1 In the beginning was the Word, and the Word was with God, and the Word was God. – John 1:1 (ESV)

The Holy Bible.  There is no collection of writings like it.  No other volume you can pick up and hold in your human hands is alive and active.

And I do mean alive.  These are not merely the words of men who follow God:

16 All Scripture is breathed out by God and profitable for teaching, for reproof, for correction, and for training in righteousness, 17 that the man of God may be competent, equipped for every good work. – 2 Timothy 3:16 (ESV)

All of Scripture is God’s words, His Word, His revelation of Himself to humanity.

To His children.

To us.

For me, no book of the Bible shows the hand of God at work in words like the gospel of John.  Here we have a gospel that is unique among the four books of its genre.  And yet, despite its differences with Matthew, Mark and Luke, John’s gospel flows in absolute harmony with the “synoptic” gospels.  

Not only that, but consider this: the gospel of John was written to two divergent audiences, the Jews and the Greeks.  John uses metaphors that would ring loud in a Jew’s ears, while throwing in language that the Greeks would understand and appreciate.

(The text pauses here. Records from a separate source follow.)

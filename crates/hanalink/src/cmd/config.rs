use hanalink_session::ConfigEntry;

use crate::cmd::{open_device, ConfigArgs, Target};
use crate::exit::{session_error, CliError, CliResult, SUCCESS, USAGE};
use crate::output::{print_json, table, OutputFormat};

pub fn run(args: ConfigArgs, target: &Target, format: OutputFormat) -> CliResult<i32> {
    if args.count == 0 {
        return Err(CliError::new(USAGE, "--count must be at least 1"));
    }
    let device = open_device(target)?;
    let entries = device
        .read_config_block(args.start, args.count)
        .and_then(|pending| pending.wait())
        .map_err(|err| session_error("read config block", err))?;

    print_entries(&entries, format);
    device.close();
    Ok(SUCCESS)
}

fn print_entries(entries: &[ConfigEntry], format: OutputFormat) {
    match format {
        OutputFormat::Json => print_json(&entries),
        OutputFormat::Table => {
            let mut t = table(&["KEY", "VALUE", "MIN", "MAX", "STEP"]);
            for entry in entries {
                t.add_row(vec![
                    entry.key.to_string(),
                    entry.value.to_string(),
                    entry.min_value.to_string(),
                    entry.max_value.to_string(),
                    entry.change_step.to_string(),
                ]);
            }
            println!("{t}");
        }
        OutputFormat::Pretty => {
            for entry in entries {
                println!(
                    "{:>4} = {:<3} (range {}..={}, step {})",
                    entry.key, entry.value, entry.min_value, entry.max_value, entry.change_step
                );
            }
        }
    }
}
use std::io::{ErrorKind, Read};

use bytes::{Buf, BytesMut};
use hanalink_transport::DeviceStream;
use tracing::{debug, trace, warn};

use crate::codec::{Frame, FrameConfig, FrameFilter};
use crate::crc::Crc8;
use crate::error::{FrameError, Result};
use crate::kind::RESPONSE;

const READ_CHUNK_SIZE: usize = 256;

/// Where the reader is inside a frame.
#[derive(Debug, Clone, Copy, PartialEq, Eq)]
pub enum ReadState {
    LookingForHeader,
    ExpectingSeqNo,
    ExpectingType,
    ExpectingLength,
    ReadingPayload,
    ExpectingChecksum,
    /// A header byte arrived mid-frame; the next byte is literal content
    /// for the carried field.
    Escaping(Field),
}

/// Escapable fields of a frame, i.e. the states an escape resumes into.
#[derive(Debug, Clone, Copy, PartialEq, Eq)]
pub enum Field {
    SeqNo,
    Type,
    Length,
    Payload,
}

/// Counters for everything the reader has seen since it was created.
#[derive(Debug, Clone, Copy, Default, PartialEq, Eq)]
pub struct ReaderStats {
    /// Frames handed to the caller.
    pub frames: u64,
    /// Frames dropped because the checksum did not match.
    pub checksum_errors: u64,
    /// Well-formed frames dropped by the [`FrameFilter`].
    pub skipped: u64,
}

/// Incremental frame parser. Feed it one byte at a time with [`push`].
///
/// One reader belongs to one connection. Corrupt frames are dropped (and
/// counted) rather than reported, so the read loop never has to stop.
///
/// [`push`]: FrameReader::push
#[derive(Debug)]
pub struct FrameReader {
    header: u8,
    filter: FrameFilter,
    state: ReadState,
    crc: Crc8,
    sequence_number: u8,
    frame_type: u8,
    remaining: u8,
    payload: BytesMut,
    stats: ReaderStats,
}

impl Default for FrameReader {
    fn default() -> Self {
        Self::new()
    }
}

impl FrameReader {
    /// Reader for controller replies with the default header.
    pub fn new() -> Self {
        Self::with_config(&FrameConfig::default())
    }

    /// Reader that emits every well-formed frame, requests included.
    pub fn accepting_all() -> Self {
        Self::with_config(&FrameConfig {
            filter: FrameFilter::Any,
            ..FrameConfig::default()
        })
    }

    /// Reader with explicit header and filter.
    pub fn with_config(config: &FrameConfig) -> Self {
        Self {
            header: config.header,
            filter: config.filter,
            state: ReadState::LookingForHeader,
            crc: Crc8::new(),
            sequence_number: 0,
            frame_type: 0,
            remaining: 0,
            payload: BytesMut::new(),
            stats: ReaderStats::default(),
        }
    }

    /// Consume one byte; returns a frame when this byte completed one.
    pub fn push(&mut self, byte: u8) -> Option<Frame> {
        match self.state {
            ReadState::LookingForHeader => {
                if byte == self.header {
                    self.begin();
                } else {
                    trace!(byte, "discarding byte outside frame");
                }
                None
            }
            ReadState::ExpectingSeqNo => self.field_byte(Field::SeqNo, byte),
            ReadState::ExpectingType => self.field_byte(Field::Type, byte),
            ReadState::ExpectingLength => self.field_byte(Field::Length, byte),
            ReadState::ReadingPayload => self.field_byte(Field::Payload, byte),
            ReadState::Escaping(field) => self.accept(field, byte),
            ReadState::ExpectingChecksum => self.finish(byte),
        }
    }

    /// Consume a slice, collecting every frame it completes.
    pub fn push_slice(&mut self, bytes: &[u8]) -> Vec<Frame> {
        bytes.iter().filter_map(|&byte| self.push(byte)).collect()
    }

    /// Current parser state.
    pub fn state(&self) -> ReadState {
        self.state
    }

    /// Counters since creation.
    pub fn stats(&self) -> ReaderStats {
        self.stats
    }

    /// Abandon any partial frame.
    pub fn reset(&mut self) {
        self.state = ReadState::LookingForHeader;
        self.payload.clear();
    }

    fn begin(&mut self) {
        self.crc = Crc8::new();
        self.sequence_number = 0;
        self.frame_type = 0;
        self.remaining = 0;
        self.payload.clear();
        self.state = ReadState::ExpectingSeqNo;
    }

    fn field_byte(&mut self, field: Field, byte: u8) -> Option<Frame> {
        if byte == self.header {
            self.state = ReadState::Escaping(field);
            return None;
        }
        self.accept(field, byte)
    }

    fn accept(&mut self, field: Field, byte: u8) -> Option<Frame> {
        self.crc.update(byte);
        self.state = match field {
            Field::SeqNo => {
                self.sequence_number = byte;
                ReadState::ExpectingType
            }
            Field::Type => {
                self.frame_type = byte;
                ReadState::ExpectingLength
            }
            Field::Length => {
                self.remaining = byte;
                self.payload.reserve(byte as usize);
                if byte == 0 {
                    ReadState::ExpectingChecksum
                } else {
                    ReadState::ReadingPayload
                }
            }
            Field::Payload => {
                self.payload.extend_from_slice(&[byte]);
                self.remaining -= 1;
                if self.remaining == 0 {
                    ReadState::ExpectingChecksum
                } else {
                    ReadState::ReadingPayload
                }
            }
        };
        None
    }

    fn finish(&mut self, received: u8) -> Option<Frame> {
        let expected = self.crc.finalize();
        self.state = ReadState::LookingForHeader;
        let frame = Frame {
            sequence_number: self.sequence_number,
            frame_type: self.frame_type,
            payload: self.payload.split().freeze(),
        };

        if expected != received {
            self.stats.checksum_errors += 1;
            warn!(
                seq = frame.sequence_number,
                frame_type = frame.frame_type,
                len = frame.payload.len(),
                expected,
                actual = received,
                "checksum mismatch; dropping frame"
            );
            return None;
        }

        if self.filter == FrameFilter::Responses && frame.frame_type != RESPONSE {
            self.stats.skipped += 1;
            debug!(
                seq = frame.sequence_number,
                frame_type = frame.frame_type,
                "skipping non-response frame"
            );
            return None;
        }

        self.stats.frames += 1;
        debug!(
            seq = frame.sequence_number,
            frame_type = frame.frame_type,
            len = frame.payload.len(),
            "frame received"
        );
        Some(frame)
    }
}

/// Reads complete frames from any `Read` stream.
///
/// Partial reads are buffered internally; callers always get complete frames.
pub struct FrameStream<T> {
    inner: T,
    buf: BytesMut,
    reader: FrameReader,
}

impl<T: Read> FrameStream<T> {
    /// Create a new frame stream with default configuration.
    pub fn new(inner: T) -> Self {
        Self::with_config(inner, &FrameConfig::default())
    }

    /// Create a new frame stream with explicit configuration.
    pub fn with_config(inner: T, config: &FrameConfig) -> Self {
        Self {
            inner,
            buf: BytesMut::with_capacity(READ_CHUNK_SIZE),
            reader: FrameReader::with_config(config),
        }
    }

    /// Read the next complete frame (blocking).
    ///
    /// Returns `Err(FrameError::ConnectionClosed)` when EOF is reached. A
    /// read timeout surfaces as `FrameError::Io` with the partial frame kept,
    /// so the call can simply be retried.
    pub fn read_frame(&mut self) -> Result<Frame> {
        loop {
            while self.buf.has_remaining() {
                let byte = self.buf.get_u8();
                if let Some(frame) = self.reader.push(byte) {
                    return Ok(frame);
                }
            }

            let mut chunk = [0u8; READ_CHUNK_SIZE];
            let read = match self.inner.read(&mut chunk) {
                Ok(n) => n,
                Err(err) if err.kind() == ErrorKind::Interrupted => continue,
                Err(err) => return Err(FrameError::Io(err)),
            };

            if read == 0 {
                return Err(FrameError::ConnectionClosed);
            }

            self.buf.extend_from_slice(&chunk[..read]);
        }
    }

    /// Borrow the frame parser (state and counters).
    pub fn reader(&self) -> &FrameReader {
        &self.reader
    }

    /// Borrow the underlying stream.
    pub fn get_ref(&self) -> &T {
        &self.inner
    }

    /// Mutably borrow the underlying stream.
    pub fn get_mut(&mut self) -> &mut T {
        &mut self.inner
    }

    /// Consume the stream and return the inner reader.
    pub fn into_inner(self) -> T {
        self.inner
    }
}

impl FrameStream<DeviceStream> {
    /// Create a frame stream for `DeviceStream` and apply read timeout from config.
    pub fn with_config_device(mut inner: DeviceStream, config: &FrameConfig) -> Result<Self> {
        inner
            .set_read_timeout(config.read_timeout)
            .map_err(transport_to_frame_error)?;
        Ok(Self::with_config(inner, config))
    }
}

pub(crate) fn transport_to_frame_error(err: hanalink_transport::TransportError) -> FrameError {
    match err {
        hanalink_transport::TransportError::Io(io)
        | hanalink_transport::TransportError::Connect { source: io, .. } => FrameError::Io(io),
        other => FrameError::Io(std::io::Error::other(other.to_string())),
    }
}
impl<W: Write> RequestTracker<W> {
    /// Create a tracker writing through `writer`.
    pub fn new(writer: MessageWriter<W>, config: TrackerConfig) -> Self {
        let header = writer.header();
        Self {
            inner: Mutex::new(Inner {
                writer,
                next_sequence_number: 0,
                in_flight: HashMap::new(),
                link: Link::Open,
                stats: TrackerStats::default(),
            }),
            header,
            config,
        }
    }

    fn lock(&self) -> MutexGuard<'_, Inner<W>> {
        // A panicking decoder never runs under the lock, so the state is intact.
        self.inner.lock().unwrap_or_else(PoisonError::into_inner)
    }

    /// Take the next free sequence number.
    ///
    /// Numbers are handed out round-robin from 0, skipping the header value
    /// and any number still awaiting a reply.
    pub fn next_sequence_number(&self) -> Result<u8> {
        self.lock().allocate(self.header, self.config.max_in_flight)
    }

    /// Register a request under `sequence_number` and write `encoded`.
    ///
    /// `decoder` turns the matching reply into the handle's value.
    pub fn submit<T, D>(
        &self,
        sequence_number: u8,
        request_type: u8,
        decoder: D,
        encoded: Bytes,
    ) -> Result<PendingRequest<T>>
    where
        T: Send + 'static,
        D: FnOnce(&Frame) -> std::result::Result<T, DecodeError> + Send + 'static,
    {
        let mut inner = self.lock();
        inner.ensure_open()?;
        if inner.in_flight.contains_key(&sequence_number) {
            return Err(SessionError::SequenceInUse(sequence_number));
        }
        if inner.in_flight.len() >= self.config.max_in_flight {
            return Err(SessionError::TooManyInFlight(self.config.max_in_flight));
        }
        self.register_and_send(&mut inner, sequence_number, request_type, decoder, encoded)
    }

    /// Number, encode, register and send `body` (`type | len | payload`).
    pub fn request<T, D>(&self, body: &[u8], decoder: D) -> Result<PendingRequest<T>>
    where
        T: Send + 'static,
        D: FnOnce(&Frame) -> std::result::Result<T, DecodeError> + Send + 'static,
    {
        let mut inner = self.lock();
        inner.ensure_open()?;
        let sequence_number = inner.allocate(self.header, self.config.max_in_flight)?;

        let mut buf = BytesMut::new();
        encode_message(self.header, sequence_number, body, &mut buf)?;
        // The encoder has checked that the body carries a type byte.
        let request_type = body[0];

        self.register_and_send(
            &mut inner,
            sequence_number,
            request_type,
            decoder,
            buf.freeze(),
        )
    }

    fn register_and_send<T, D>(
        &self,
        inner: &mut Inner<W>,
        sequence_number: u8,
        request_type: u8,
        decoder: D,
        encoded: Bytes,
    ) -> Result<PendingRequest<T>>
    where
        T: Send + 'static,
        D: FnOnce(&Frame) -> std::result::Result<T, DecodeError> + Send + 'static,
    {
        let (tx, rx) = oneshot::channel();
        inner.in_flight.insert(
            sequence_number,
            InFlight {
                request_type,
                encoded: encoded.clone(),
                created_at: Instant::now(),
                resends: 0,
                complete: completer(sequence_number, decoder, tx),
            },
        );

        if let Err(err) = inner.writer.write_encoded(&encoded) {
            inner.in_flight.remove(&sequence_number);
            return Err(err.into());
        }

        inner.stats.submitted += 1;
        debug!(
            seq = sequence_number,
            request_type = type_name(request_type),
            in_flight = inner.in_flight.len(),
            "request sent"
        );
        Ok(PendingRequest { sequence_number, rx })
    }

    /// Deliver a reply. Returns false if no request was waiting for it.
    pub fn on_frame(&self, frame: Frame) -> bool {
        let request = {
            let mut inner = self.lock();
            match inner.in_flight.remove(&frame.sequence_number) {
                Some(request) => {
                    inner.stats.succeeded += 1;
                    request
                }
                None => {
                    inner.stats.orphaned += 1;
                    warn!(
                        seq = frame.sequence_number,
                        frame_type = type_name(frame.frame_type),
                        pending = ?pending_numbers(&inner.in_flight),
                        "reply matches no pending request"
                    );
                    return false;
                }
            }
        };

        debug!(
            seq = frame.sequence_number,
            request_type = type_name(request.request_type),
            elapsed = ?request.created_at.elapsed(),
            "reply matched"
        );
        (request.complete)(Resolution::Frame(frame));
        true
    }

    /// Resend every request older than the configured timeout.
    ///
    /// Age is measured from the first send and never reset, so a request
    /// that keeps going unanswered is resent on every sweep. With
    /// `max_resends` set, requests past the limit fail with
    /// [`SessionError::RequestTimeout`] instead.
    ///
    /// Returns the number of requests resent. A write failure aborts the
    /// sweep and is returned; the caller decides whether the link is gone.
    pub fn sweep_timeouts(&self, now: Instant) -> Result<usize> {
        let mut expired = Vec::new();
        let mut resent = 0usize;
        let result = {
            let mut inner = self.lock();
            let inner = &mut *inner;
            let mut due: Vec<u8> = inner
                .in_flight
                .iter()
                .filter(|(_, request)| now.duration_since(request.created_at) > self.config.timeout)
                .map(|(&seq, _)| seq)
                .collect();
            due.sort_unstable();

            let mut outcome = Ok(());
            for seq in due {
                let Some(request) = inner.in_flight.get_mut(&seq) else {
                    continue;
                };
                let age = now.duration_since(request.created_at);

                if self
                    .config
                    .max_resends
                    .is_some_and(|limit| request.resends >= limit)
                {
                    if let Some(request) = inner.in_flight.remove(&seq) {
                        inner.stats.timed_out += 1;
                        warn!(
                            seq,
                            request_type = type_name(request.request_type),
                            resends = request.resends,
                            ?age,
                            "request timed out"
                        );
                        expired.push((request, age));
                    }
                    continue;
                }

                request.resends += 1;
                let encoded = request.encoded.clone();
                warn!(
                    seq,
                    request_type = type_name(request.request_type),
                    attempt = request.resends,
                    ?age,
                    "no reply; resending"
                );
                if let Err(err) = inner.writer.write_encoded(&encoded) {
                    outcome = Err(err.into());
                    break;
                }
                inner.stats.resent += 1;
                resent += 1;
            }
            outcome
        };

        for (request, age) in expired {
            (request.complete)(Resolution::TimedOut(age));
        }
        result.map(|()| resent)
    }

    /// The link is gone: fail everything in flight with
    /// [`SessionError::NotConnected`] and refuse new requests.
    ///
    /// Returns the number of requests failed.
    pub fn on_disconnect(&self) -> usize {
        let requests = {
            let mut inner = self.lock();
            if inner.link == Link::Open {
                inner.link = Link::Disconnected;
            }
            let requests = inner.drain();
            inner.stats.disconnected += requests.len() as u64;
            requests
        };

        info!(failed = requests.len(), "device disconnected");
        let count = requests.len();
        for request in requests {
            (request.complete)(Resolution::Disconnected);
        }
        count
    }

    /// Graceful teardown: fail everything in flight with
    /// [`SessionError::ShutDown`] and refuse new requests.
    ///
    /// Returns the number of requests failed.
    pub fn shutdown(&self) -> usize {
        let requests = {
            let mut inner = self.lock();
            inner.link = Link::ShutDown;
            let requests = inner.drain();
            inner.stats.shut_down += requests.len() as u64;
            requests
        };

        debug!(failed = requests.len(), "tracker shut down");
        let count = requests.len();
        for request in requests {
            (request.complete)(Resolution::ShutDown);
        }
        count
    }

    /// Whether new requests are accepted.
    pub fn is_open(&self) -> bool {
        self.lock().link == Link::Open
    }

    /// Sequence numbers still awaiting a reply, ascending.
    pub fn pending_sequence_numbers(&self) -> Vec<u8> {
        pending_numbers(&self.lock().in_flight)
    }

    /// Number of requests awaiting a reply.
    pub fn in_flight_count(&self) -> usize {
        self.lock().in_flight.len()
    }

    /// Counters since creation.
    pub fn stats(&self) -> TrackerStats {
        self.lock().stats
    }

    /// Tracker configuration.
    pub fn config(&self) -> &TrackerConfig {
        &self.config
    }
}

fn pending_numbers(in_flight: &HashMap<u8, InFlight>) -> Vec<u8> {
    let mut numbers: Vec<u8> = in_flight.keys().copied().collect();
    numbers.sort_unstable();
    numbers
}

fn completer<T, D>(
    sequence_number: u8,
    decoder: D,
    tx: oneshot::Sender<(RequestState, Result<T>)>,
) -> Completer
where
    T: Send + 'static,
    D: FnOnce(&Frame) -> std::result::Result<T, DecodeError> + Send + 'static,
{
    Box::new(move |resolution| {
        let outcome = match resolution {
            Resolution::Frame(frame) => (
                RequestState::Succeeded,
                decoder(&frame).map_err(|source| SessionError::Decode {
                    sequence_number,
                    source,
                }),
            ),
            Resolution::TimedOut(elapsed) => (
                RequestState::TimedOut,
                Err(SessionError::RequestTimeout {
                    sequence_number,
                    elapsed,
                }),
            ),
            Resolution::ShutDown => (RequestState::ShutDown, Err(SessionError::ShutDown)),
            Resolution::Disconnected => {
                (RequestState::Disconnected, Err(SessionError::NotConnected))
            }
        };
        // The caller may have dropped its handle; the outcome is then unwanted.
        let _ = tx.send(outcome);
    })
}

/// Handle to a submitted request, resolved exactly once.
///
/// Block on it with [`wait`](PendingRequest::wait) from plain threads, or
/// `.await` it from async code. Dropping it does not cancel the request.
#[derive(Debug)]
pub struct PendingRequest<T> {
    sequence_number: u8,
    rx: oneshot::Receiver<(RequestState, Result<T>)>,
}

impl<T> PendingRequest<T> {
    /// Sequence number the request went out under.
    pub fn sequence_number(&self) -> u8 {
        self.sequence_number
    }

    /// Block the current thread until the request resolves.
    ///
    /// Must not be called from within an async runtime; `.await` instead.
    pub fn wait(self) -> Result<T> {
        resolve(self.rx.blocking_recv()).1
    }

    /// Block until resolved, returning the terminal state alongside the result.
    pub fn wait_with_state(self) -> (RequestState, Result<T>) {
        resolve(self.rx.blocking_recv())
    }

    /// Take the outcome if the request has already resolved.
    ///
    /// Returns `None` while the request is still `Sent`.
    pub fn try_take(&mut self) -> Option<(RequestState, Result<T>)> {
        match self.rx.try_recv() {
            Ok(outcome) => Some(outcome),
            Err(oneshot::error::TryRecvError::Empty) => None,
            Err(oneshot::error::TryRecvError::Closed) => {
                Some((RequestState::ShutDown, Err(SessionError::ShutDown)))
            }
        }
    }
}

fn resolve<T>(
    received: std::result::Result<(RequestState, Result<T>), oneshot::error::RecvError>,
) -> (RequestState, Result<T>) {
    // A closed channel means the tracker itself was dropped.
    received.unwrap_or((RequestState::ShutDown, Err(SessionError::ShutDown)))
}

impl<T> Future for PendingRequest<T> {
    type Output = Result<T>;

    fn poll(mut self: Pin<&mut Self>, cx: &mut Context<'_>) -> Poll<Self::Output> {
        Pin::new(&mut self.rx)
            .poll(cx)
            .map(|received| resolve(received).1)
    }
}
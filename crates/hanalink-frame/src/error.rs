/// Errors that can occur during message encoding/decoding.
#[derive(Debug, thiserror::Error)]
pub enum FrameError {
    /// A caller-supplied value cannot be encoded (bad header, malformed body).
    #[error("invalid argument: {0}")]
    InvalidArgument(String),

    /// The payload exceeds what a 1-byte length field can describe.
    #[error("payload too large ({size} bytes, max {max})")]
    PayloadTooLarge { size: usize, max: usize },

    /// An I/O error occurred while reading or writing messages.
    #[error("frame I/O error: {0}")]
    Io(#[from] std::io::Error),

    /// The connection was closed before a complete frame was received.
    #[error("connection closed")]
    ConnectionClosed,
}

pub type Result<T> = std::result::Result<T, FrameError>;
use clap::ValueEnum;
use tracing::level_filters::LevelFilter;

#[derive(Copy, Clone, Debug, ValueEnum)]
pub enum LogFormat {
    Text,
    Json,
}

#[derive(Copy, Clone, Debug, ValueEnum)]
pub enum LogLevel {
    Off,
    Error,
    Warn,
    Info,
    Debug,
    Trace,
}

impl From<LogLevel> for LevelFilter {
    fn from(level: LogLevel) -> Self {
        match level {
            LogLevel::Off => LevelFilter::OFF,
            LogLevel::Error => LevelFilter::ERROR,
            LogLevel::Warn => LevelFilter::WARN,
            LogLevel::Info => LevelFilter::INFO,
            LogLevel::Debug => LevelFilter::DEBUG,
            LogLevel::Trace => LevelFilter::TRACE,
        }
    }
}

/// Log to stderr so stdout carries only command output.
///
/// Thread names are included: replies are matched on the connection's
/// reader thread and resends happen on its sweep thread.
pub fn init_logging(format: LogFormat, level: LogLevel) {
    let builder = tracing_subscriber::fmt()
        .with_writer(std::io::stderr)
        .with_max_level(LevelFilter::from(level))
        .with_ansi(false)
        .with_target(false)
        .with_thread_names(true);

    match format {
        LogFormat::Text => {
            let _ = builder.try_init();
        }
        LogFormat::Json => {
            let _ = builder.json().try_init();
        }
    }
}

Look at John 1:1.  The sentence echoes the very first words of Genesis, of the Penteteuch: “In the beginning…”  Only, instead of saying “In the beginning God…” we have “In the beginning, the Word…”  As we read on through the rest of John 1, we see that God is the Word, and Jesus is God Incarnate, the second person of the Trinity and, thus, Deity.  He was there and active in the creation of the world.  (No wonder God is referred to in the plural in the Genesis creation account.)

But John is not simply reaching out to Jewish believers.  He is sharing this message in terms the philosophical Greek Gentiles would understand.   The word “Word” is translated from the Greek word logos.  Aristotle taught that the logos was a force of reason.  It is what separated man from animals, giving us the ability to reason, to ponder, to think abstractly.

What John is showing us is that the logos is indeed very real.  However, it isn’t some force that enables humans to be humans.  The Logos is Jesus Christ, Son of God and son of man, Who has always been, Who was present and active in creation (including creating man separate and unique from the animals).  It is the Logos Who descended to earth, lived among us, gave His life for our sins, and rose again.

And all of this from the words of a simple, elderly fisherman with no formal rhetorical education?  No, this has to be the inspired word of God.  This is God meeting His people where they are, revealing Himself in terms we can understand through our own frame of reference.

This simply scratches the surface of the wonders of Scripture, the very living and active Word of God.